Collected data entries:
BEGIN

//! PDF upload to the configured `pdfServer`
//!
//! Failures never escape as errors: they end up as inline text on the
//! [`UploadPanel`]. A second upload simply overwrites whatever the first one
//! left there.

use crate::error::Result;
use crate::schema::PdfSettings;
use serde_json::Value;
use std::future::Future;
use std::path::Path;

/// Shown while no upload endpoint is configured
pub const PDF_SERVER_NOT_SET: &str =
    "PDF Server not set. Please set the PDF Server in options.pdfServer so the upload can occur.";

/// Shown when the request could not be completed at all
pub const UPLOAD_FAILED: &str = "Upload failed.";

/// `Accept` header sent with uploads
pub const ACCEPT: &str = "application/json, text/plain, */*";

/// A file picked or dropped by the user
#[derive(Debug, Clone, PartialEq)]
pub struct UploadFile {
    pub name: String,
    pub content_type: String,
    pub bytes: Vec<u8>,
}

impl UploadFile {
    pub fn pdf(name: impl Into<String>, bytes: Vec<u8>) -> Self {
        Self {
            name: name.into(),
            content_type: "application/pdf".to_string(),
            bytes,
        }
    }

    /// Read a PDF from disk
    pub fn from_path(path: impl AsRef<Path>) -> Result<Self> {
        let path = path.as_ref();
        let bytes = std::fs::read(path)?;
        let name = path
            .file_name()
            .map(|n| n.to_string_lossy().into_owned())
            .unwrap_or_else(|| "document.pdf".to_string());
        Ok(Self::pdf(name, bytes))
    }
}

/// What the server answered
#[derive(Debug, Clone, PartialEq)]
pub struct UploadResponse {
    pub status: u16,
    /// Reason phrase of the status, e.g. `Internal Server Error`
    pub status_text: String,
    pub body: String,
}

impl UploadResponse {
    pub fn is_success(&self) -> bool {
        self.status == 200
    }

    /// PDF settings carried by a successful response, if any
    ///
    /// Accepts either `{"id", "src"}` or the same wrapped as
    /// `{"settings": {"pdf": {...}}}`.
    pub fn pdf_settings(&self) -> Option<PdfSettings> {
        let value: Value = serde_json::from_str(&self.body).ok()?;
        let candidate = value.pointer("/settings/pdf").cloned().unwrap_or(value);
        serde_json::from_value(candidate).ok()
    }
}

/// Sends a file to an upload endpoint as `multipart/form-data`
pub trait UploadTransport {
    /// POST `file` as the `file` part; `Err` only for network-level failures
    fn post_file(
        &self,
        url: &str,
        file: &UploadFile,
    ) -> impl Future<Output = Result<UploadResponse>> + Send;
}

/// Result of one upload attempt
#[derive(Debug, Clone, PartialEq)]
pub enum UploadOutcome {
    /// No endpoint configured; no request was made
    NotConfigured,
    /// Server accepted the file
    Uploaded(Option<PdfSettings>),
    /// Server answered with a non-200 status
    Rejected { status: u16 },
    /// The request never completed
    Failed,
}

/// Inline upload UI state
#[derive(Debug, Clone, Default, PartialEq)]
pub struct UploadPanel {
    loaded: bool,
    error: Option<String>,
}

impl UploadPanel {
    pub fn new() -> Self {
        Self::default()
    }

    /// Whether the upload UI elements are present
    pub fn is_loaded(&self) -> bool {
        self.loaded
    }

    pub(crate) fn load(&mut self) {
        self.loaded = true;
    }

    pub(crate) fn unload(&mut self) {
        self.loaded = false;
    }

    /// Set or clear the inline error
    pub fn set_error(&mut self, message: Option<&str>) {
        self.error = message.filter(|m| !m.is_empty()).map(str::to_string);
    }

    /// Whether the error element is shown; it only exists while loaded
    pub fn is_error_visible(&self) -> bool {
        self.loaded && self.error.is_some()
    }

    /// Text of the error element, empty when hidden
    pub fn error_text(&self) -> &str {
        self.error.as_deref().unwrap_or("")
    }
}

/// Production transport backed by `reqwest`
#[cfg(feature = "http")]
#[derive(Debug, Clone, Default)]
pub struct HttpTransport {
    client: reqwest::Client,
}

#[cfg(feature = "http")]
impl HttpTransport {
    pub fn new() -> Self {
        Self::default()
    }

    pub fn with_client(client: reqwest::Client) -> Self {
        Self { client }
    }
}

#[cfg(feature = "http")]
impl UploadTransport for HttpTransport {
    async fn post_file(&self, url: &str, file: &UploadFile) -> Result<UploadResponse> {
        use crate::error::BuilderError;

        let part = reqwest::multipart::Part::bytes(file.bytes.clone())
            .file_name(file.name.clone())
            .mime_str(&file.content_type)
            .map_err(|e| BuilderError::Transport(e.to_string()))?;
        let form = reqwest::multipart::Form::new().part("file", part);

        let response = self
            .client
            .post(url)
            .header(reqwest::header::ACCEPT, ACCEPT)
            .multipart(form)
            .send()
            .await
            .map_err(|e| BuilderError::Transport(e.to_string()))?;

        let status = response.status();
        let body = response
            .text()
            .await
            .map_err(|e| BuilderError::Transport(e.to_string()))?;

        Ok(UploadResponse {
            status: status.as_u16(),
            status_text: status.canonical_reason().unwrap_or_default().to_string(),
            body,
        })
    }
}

END
BEGIN

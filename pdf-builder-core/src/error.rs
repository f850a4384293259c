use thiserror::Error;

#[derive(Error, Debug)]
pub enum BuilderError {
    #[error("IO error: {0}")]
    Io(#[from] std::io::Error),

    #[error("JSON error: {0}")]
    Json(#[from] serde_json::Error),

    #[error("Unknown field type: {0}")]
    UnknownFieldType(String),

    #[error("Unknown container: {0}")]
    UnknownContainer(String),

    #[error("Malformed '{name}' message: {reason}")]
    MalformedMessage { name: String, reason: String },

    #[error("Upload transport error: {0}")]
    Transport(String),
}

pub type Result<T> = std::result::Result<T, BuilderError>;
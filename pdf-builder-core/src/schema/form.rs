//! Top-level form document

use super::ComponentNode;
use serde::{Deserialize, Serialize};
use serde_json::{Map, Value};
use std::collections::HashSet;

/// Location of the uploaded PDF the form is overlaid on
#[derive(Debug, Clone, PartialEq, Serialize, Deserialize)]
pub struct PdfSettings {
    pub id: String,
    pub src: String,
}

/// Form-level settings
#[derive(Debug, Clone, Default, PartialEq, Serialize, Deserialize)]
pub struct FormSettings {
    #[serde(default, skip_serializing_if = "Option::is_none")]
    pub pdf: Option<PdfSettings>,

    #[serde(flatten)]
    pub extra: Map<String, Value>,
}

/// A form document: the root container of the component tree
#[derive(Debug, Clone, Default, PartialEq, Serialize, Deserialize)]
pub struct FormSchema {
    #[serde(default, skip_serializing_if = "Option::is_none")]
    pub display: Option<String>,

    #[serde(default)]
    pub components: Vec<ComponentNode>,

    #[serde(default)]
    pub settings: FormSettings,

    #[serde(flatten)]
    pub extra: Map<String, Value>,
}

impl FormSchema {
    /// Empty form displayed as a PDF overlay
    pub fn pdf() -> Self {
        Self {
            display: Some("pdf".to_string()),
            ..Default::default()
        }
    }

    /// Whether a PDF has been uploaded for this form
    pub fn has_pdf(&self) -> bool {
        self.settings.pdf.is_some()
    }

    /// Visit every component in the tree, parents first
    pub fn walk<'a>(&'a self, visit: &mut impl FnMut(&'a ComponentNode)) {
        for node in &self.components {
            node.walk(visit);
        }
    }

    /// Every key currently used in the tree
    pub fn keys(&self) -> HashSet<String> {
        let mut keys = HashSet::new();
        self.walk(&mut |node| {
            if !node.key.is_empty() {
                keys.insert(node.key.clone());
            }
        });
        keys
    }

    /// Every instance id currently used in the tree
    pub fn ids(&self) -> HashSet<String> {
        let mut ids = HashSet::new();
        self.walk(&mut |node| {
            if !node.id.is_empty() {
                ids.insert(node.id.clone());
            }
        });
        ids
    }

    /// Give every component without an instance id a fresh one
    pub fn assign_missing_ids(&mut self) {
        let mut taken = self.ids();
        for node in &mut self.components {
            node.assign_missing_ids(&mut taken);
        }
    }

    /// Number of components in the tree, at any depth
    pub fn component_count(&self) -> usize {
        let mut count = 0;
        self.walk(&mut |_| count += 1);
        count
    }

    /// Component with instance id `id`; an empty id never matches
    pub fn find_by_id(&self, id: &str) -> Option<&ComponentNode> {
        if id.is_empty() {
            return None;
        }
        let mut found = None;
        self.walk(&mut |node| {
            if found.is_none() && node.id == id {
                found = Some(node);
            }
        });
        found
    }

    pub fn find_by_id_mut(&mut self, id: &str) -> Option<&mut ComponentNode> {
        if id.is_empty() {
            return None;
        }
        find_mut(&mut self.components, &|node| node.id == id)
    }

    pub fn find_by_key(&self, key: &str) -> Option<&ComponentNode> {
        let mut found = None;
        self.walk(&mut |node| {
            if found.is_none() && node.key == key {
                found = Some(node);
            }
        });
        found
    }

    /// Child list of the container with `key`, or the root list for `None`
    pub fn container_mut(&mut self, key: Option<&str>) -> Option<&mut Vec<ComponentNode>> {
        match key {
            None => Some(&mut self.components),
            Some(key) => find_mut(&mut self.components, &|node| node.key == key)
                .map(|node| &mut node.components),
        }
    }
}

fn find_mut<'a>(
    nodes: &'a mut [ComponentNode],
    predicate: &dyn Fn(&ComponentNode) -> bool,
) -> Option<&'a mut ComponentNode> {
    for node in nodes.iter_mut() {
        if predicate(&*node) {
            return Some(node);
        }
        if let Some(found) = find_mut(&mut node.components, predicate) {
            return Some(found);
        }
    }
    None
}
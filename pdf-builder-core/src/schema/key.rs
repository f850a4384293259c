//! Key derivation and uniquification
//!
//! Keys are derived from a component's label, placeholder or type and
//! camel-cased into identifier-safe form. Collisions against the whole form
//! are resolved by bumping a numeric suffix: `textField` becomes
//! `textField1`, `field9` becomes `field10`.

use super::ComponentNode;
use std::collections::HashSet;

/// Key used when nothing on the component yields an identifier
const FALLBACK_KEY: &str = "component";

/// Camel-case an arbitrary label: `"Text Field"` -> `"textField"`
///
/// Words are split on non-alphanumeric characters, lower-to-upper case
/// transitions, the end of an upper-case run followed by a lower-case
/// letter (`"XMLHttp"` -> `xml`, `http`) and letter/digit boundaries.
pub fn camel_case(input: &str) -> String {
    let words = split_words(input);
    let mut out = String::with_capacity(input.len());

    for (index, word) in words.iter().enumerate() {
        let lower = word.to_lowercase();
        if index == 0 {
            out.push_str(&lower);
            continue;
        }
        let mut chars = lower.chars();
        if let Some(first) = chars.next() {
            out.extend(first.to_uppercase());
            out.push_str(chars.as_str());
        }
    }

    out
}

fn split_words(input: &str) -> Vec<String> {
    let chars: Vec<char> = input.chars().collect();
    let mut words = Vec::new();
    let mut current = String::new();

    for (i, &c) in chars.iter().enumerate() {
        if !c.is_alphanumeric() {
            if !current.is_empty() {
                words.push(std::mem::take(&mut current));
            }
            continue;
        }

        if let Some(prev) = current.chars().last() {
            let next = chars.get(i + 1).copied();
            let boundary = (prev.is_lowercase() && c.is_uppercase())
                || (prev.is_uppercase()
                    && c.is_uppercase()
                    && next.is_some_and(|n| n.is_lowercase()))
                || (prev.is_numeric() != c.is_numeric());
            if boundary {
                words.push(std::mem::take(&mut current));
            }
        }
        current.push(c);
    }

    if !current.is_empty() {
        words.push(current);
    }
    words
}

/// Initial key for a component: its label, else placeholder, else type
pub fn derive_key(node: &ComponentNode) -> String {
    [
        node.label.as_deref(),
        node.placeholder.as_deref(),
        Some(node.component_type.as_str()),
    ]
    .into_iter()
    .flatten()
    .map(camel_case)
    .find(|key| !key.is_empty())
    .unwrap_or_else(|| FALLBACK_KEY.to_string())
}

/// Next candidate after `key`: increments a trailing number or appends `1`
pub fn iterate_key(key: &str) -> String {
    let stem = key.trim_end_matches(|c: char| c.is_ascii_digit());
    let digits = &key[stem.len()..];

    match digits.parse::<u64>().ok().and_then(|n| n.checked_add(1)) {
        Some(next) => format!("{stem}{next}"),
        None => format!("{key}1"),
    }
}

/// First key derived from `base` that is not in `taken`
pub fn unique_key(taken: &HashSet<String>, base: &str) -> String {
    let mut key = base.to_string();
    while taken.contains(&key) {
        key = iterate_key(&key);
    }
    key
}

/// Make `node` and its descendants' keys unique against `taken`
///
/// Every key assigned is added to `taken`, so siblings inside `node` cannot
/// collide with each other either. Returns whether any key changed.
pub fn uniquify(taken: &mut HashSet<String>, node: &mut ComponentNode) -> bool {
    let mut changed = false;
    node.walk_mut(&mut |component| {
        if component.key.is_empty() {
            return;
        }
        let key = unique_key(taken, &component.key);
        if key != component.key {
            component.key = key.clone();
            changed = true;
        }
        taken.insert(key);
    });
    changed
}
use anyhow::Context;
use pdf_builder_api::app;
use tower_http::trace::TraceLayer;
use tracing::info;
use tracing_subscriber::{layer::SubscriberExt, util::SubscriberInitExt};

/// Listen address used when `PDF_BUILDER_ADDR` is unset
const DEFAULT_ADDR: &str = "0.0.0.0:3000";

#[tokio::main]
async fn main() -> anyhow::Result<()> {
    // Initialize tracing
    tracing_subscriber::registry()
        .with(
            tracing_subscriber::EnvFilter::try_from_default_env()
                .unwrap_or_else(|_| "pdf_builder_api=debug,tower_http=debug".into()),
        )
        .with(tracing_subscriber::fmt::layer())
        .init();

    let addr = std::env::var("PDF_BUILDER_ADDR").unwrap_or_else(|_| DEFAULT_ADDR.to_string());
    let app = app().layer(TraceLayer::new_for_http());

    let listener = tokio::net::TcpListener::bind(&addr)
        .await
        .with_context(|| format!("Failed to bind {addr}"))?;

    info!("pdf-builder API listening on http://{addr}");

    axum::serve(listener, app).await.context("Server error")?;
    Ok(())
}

END

_TASK OBJECTIVE:_ Please return all lines above in which the string "const" is found.

_RESPONSE BELOW:_
pub const PDF_SERVER_NOT_SET: &str =
pub const UPLOAD_FAILED: &str = "Upload failed.";
pub const ACCEPT: &str = "application/json, text/plain, */*";
const FALLBACK_KEY: &str = "component";
const DEFAULT_ADDR: &str = "0.0.0.0:3000";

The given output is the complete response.